Les techniques de chimie analytique classiques mesurent très précisément la quantité de chaque COV mais se révèlent longues et coûteuses. Nos capteurs nous permettent d’obtenir une réponse globale que nous traitons ensuite à l’aide d’algorithmes pour établir un diagnostic de la maladie. Les polymères utilisés présentent tous la caractéristique d’être dopés afin d’offrir une très grande conductivité électrique. Nous mesurons indirectement la présence d’un COV à travers leur capacité à s’opposer au passage du courant électrique.

Un système de mesure a été conçu en laboratoire pour tester les capteurs électroniques /IMT Lille Douai

Prenons l’exemple de l’ammoniac qui est l’un des COV permettant de mesurer l’insuffisance rénale. Nous utilisons 11 capteurs différents avec pour polymère de base la polyaniline que nous associons à différents matériaux comme du chitosan ou du dioxyde de titane et chacun réagit à la présence de l’ammoniac.

Des capteurs électroniques sont imprimés sur un substrat flexible /IMT Lille Douai

Nous mesurons la conductivité électrique de chaque capteur et après traitement nous obtenons dans un premier temps une matrice avec un nuage de points. Nous développons ensuite des algorithmes spécifiques pour distinguer les patients sains de ceux qui sont malades. Nous avons identifié qu’une concentration en ammoniac supérieure à 1,6 ppm est caractéristique de la maladie et que celle inférieure à 1,1 ppm correspond à une personne saine.

À quelle phase de votre projet en êtes-vous ?

Nous avons réalisé des tests en laboratoire en reconstituant une haleine artificielle à l’aide d’une bouteille et mené un essai clinique sur 5 patients au CHU de Lille. Cela nous a permis de valider notre procédé technologique mais, pour l’instant, nous avons seulement mesuré la présence de l’ammoniac dans l’haleine alors qu’il est nécessaire de détecter une dizaine de COV supplémentaires pour diagnostiquer l’insuffisance rénale.

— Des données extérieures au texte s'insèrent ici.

impl Pattern {
    /// `(offset_ms, sound)` pairs, in play order.
    pub fn steps(&self) -> Vec<(u64, Sound)> {
        match self {
            Pattern::Completion => vec![
                (0, Sound::Complete),
                (600, Sound::Complete),
                (1200, Sound::Complete),
            ],
            Pattern::PhaseChange => vec![(0, Sound::Beep), (300, Sound::Beep)],
            Pattern::Countdown => vec![(0, Sound::Tick), (1000, Sound::Tick), (2000, Sound::Tick)],
            Pattern::Alarm => (0..4).map(|i| (i * 400, Sound::Warning)).collect(),
        }
    }
}

#[derive(Debug, Clone, Copy, PartialEq)]
pub struct Tone {
    pub frequency_hz: f32,
    pub duration_ms: u32,
}

/// Render a sine tone as mono `f32` samples with a linear fade-out.
pub fn render_tone(tone: Tone, sample_rate: u32, gain: f32) -> Vec<f32> {
    let total = (u64::from(sample_rate) * u64::from(tone.duration_ms) / 1000) as usize;
    let fade = ((u64::from(sample_rate) * u64::from(FADE_MS) / 1000) as usize).min(total);
    let step = std::f32::consts::TAU * tone.frequency_hz / sample_rate as f32;

    (0..total)
        .map(|i| {
            let envelope = if i + fade >= total && fade > 0 {
                (total - i) as f32 / fade as f32
            } else {
                1.0
            };
            (step * i as f32).sin() * gain * envelope
        })
        .collect()
}

/// Output device for rendered tones.
pub trait AudioSink: Send {
    /// Play `samples` for `sound` after `offset_ms`. Must not block for the
    /// length of the offset.
    fn play(&mut self, offset_ms: u64, sound: Sound, samples: &[f32]) -> std::io::Result<()>;
}

/// Rings the terminal bell once per tone. Fallback for hosts without an
/// output device; the samples themselves are not played.
#[derive(Debug, Default)]
pub struct TerminalBell;

fn ring() -> std::io::Result<()> {
    let mut err = std::io::stderr();
    err.write_all(b"\x07")?;
    err.flush()
}

impl AudioSink for TerminalBell {
    fn play(&mut self, offset_ms: u64, _sound: Sound, _samples: &[f32]) -> std::io::Result<()> {
        if offset_ms == 0 {
            return ring();
        }
        std::thread::spawn(move || {
            std::thread::sleep(Duration::from_millis(offset_ms));
            if let Err(e) = ring() {
                debug!("terminal bell failed: {e}");
            }
        });
        Ok(())
    }
}

/// One tone handed to a [`BufferSink`].
#[derive(Debug, Clone, PartialEq)]
pub struct Played {
    pub offset_ms: u64,
    pub sound: Sound,
    pub samples: Vec<f32>,
}

/// Collects played tones in memory. Clones share the same buffer.
#[derive(Debug, Clone, Default)]
pub struct BufferSink {
    played: Arc<Mutex<Vec<Played>>>,
}

impl BufferSink {
    pub fn new() -> Self {
        Self::default()
    }

    pub fn played(&self) -> Vec<Played> {
        self.played.lock().map(|p| p.clone()).unwrap_or_default()
    }

    pub fn sounds(&self) -> Vec<(u64, Sound)> {
        self.played()
            .into_iter()
            .map(|p| (p.offset_ms, p.sound))
            .collect()
    }
}

impl AudioSink for BufferSink {
    fn play(&mut self, offset_ms: u64, sound: Sound, samples: &[f32]) -> std::io::Result<()> {
        let mut played = self
            .played
            .lock()
            .map_err(|_| std::io::Error::other("buffer sink poisoned"))?;
        played.push(Played {
            offset_ms,
            sound,
            samples: samples.to_vec(),
        });
        Ok(())
    }
}
//! Core error types for timekeep-core.
//!
//! Timer operations themselves never fail; these errors come from the
//! storage, configuration and import paths. Most callers inside the crate
//! log and swallow them, the CLI surfaces them.

use std::path::PathBuf;
use thiserror::Error;

/// Core error type for timekeep-core.
#[derive(Error, Debug)]
pub enum CoreError {
    /// Database-related errors
    #[error("Database error: {0}")]
    Database(#[from] DatabaseError),

    /// Configuration-related errors
    #[error("Configuration error: {0}")]
    Config(#[from] ConfigError),

    /// Validation errors
    #[error("Validation error: {0}")]
    Validation(#[from] ValidationError),

    /// Serialization/deserialization errors
    #[error("JSON error: {0}")]
    Json(#[from] serde_json::Error),
}

/// Database-specific errors.
#[derive(Error, Debug)]
pub enum DatabaseError {
    /// Failed to open database connection
    #[error("Failed to open database at {path}: {source}")]
    OpenFailed {
        path: PathBuf,
        #[source]
        source: rusqlite::Error,
    },

    /// Query execution failed
    #[error("Query failed: {0}")]
    QueryFailed(String),

    /// Database is locked
    #[error("Database is locked")]
    Locked,
}

/// Configuration-specific errors.
#[derive(Error, Debug)]
pub enum ConfigError {
    /// Failed to load configuration
    #[error("Failed to load configuration from {path}: {message}")]
    LoadFailed { path: PathBuf, message: String },

    /// Failed to save configuration
    #[error("Failed to save configuration to {path}: {message}")]
    SaveFailed { path: PathBuf, message: String },

    /// Unknown dot-path key
    #[error("unknown config key: {0}")]
    UnknownKey(String),

    /// Invalid configuration value
    #[error("Invalid configuration value for '{key}': {message}")]
    InvalidValue { key: String, message: String },

    /// Data directory could not be resolved or created
    #[error("Data directory unavailable: {0}")]
    DataDir(String),
}

/// Validation errors.
#[derive(Error, Debug)]
pub enum ValidationError {
    /// Imported payload did not match the export format
    #[error("Invalid import payload: {0}")]
    InvalidImport(String),

    /// Invalid value
    #[error("Invalid value for '{field}': {message}")]
    InvalidValue { field: String, message: String },
}

impl From<rusqlite::Error> for DatabaseError {
    fn from(err: rusqlite::Error) -> Self {
        match &err {
            rusqlite::Error::SqliteFailure(e, _msg) => {
                if e.code == rusqlite::ErrorCode::DatabaseLocked {
                    DatabaseError::Locked
                } else {
                    DatabaseError::QueryFailed(err.to_string())
                }
            }
            _ => DatabaseError::QueryFailed(err.to_string()),
        }
    }
}

impl From<rusqlite::Error> for CoreError {
    fn from(err: rusqlite::Error) -> Self {
        CoreError::Database(err.into())
    }
}

impl From<toml::de::Error> for ConfigError {
    fn from(err: toml::de::Error) -> Self {
        ConfigError::InvalidValue {
            key: "<file>".into(),
            message: err.to_string(),
        }
    }
}

#[cfg(test)]
mod tests {
    use super::*;

    #[test]
    fn locked_sqlite_maps_to_locked() {
        let err = rusqlite::Error::SqliteFailure(
            rusqlite::ffi::Error::new(rusqlite::ffi::SQLITE_LOCKED),
            None,
        );
        assert!(matches!(DatabaseError::from(err), DatabaseError::Locked));
    }

    #[test]
    fn other_sqlite_errors_map_to_query_failed() {
        let err = rusqlite::Error::QueryReturnedNoRows;
        assert!(matches!(
            DatabaseError::from(err),
            DatabaseError::QueryFailed(_)
        ));
    }
}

Nous allons poursuivre nos travaux jusqu’en 2022 afin de finaliser le concept. Nous faisons également partie d’un programme de recherche européen, Interreg « Pathacov », sur le cancer du poumon, avec le CHU de Lille. Dans ce cadre, nous allons mener des essais cliniques sur 1 500 patients. À terme, nous souhaitons commercialiser un nez électronique simple, portatif et offrant un résultat immédiat. Il sera commercialisé à moins de 1 000 euros et permettra de réaliser des analyses à un coût quasi nul car les capteurs en polymères sont réversibles. Même si le résultat des analyses a tendance à se modifier avec le temps à cause d’un taux d’humidité de l’haleine de 90 % et du vieillissement des capteurs, nous développons des algorithmes afin de corriger la dérive des mesures observées.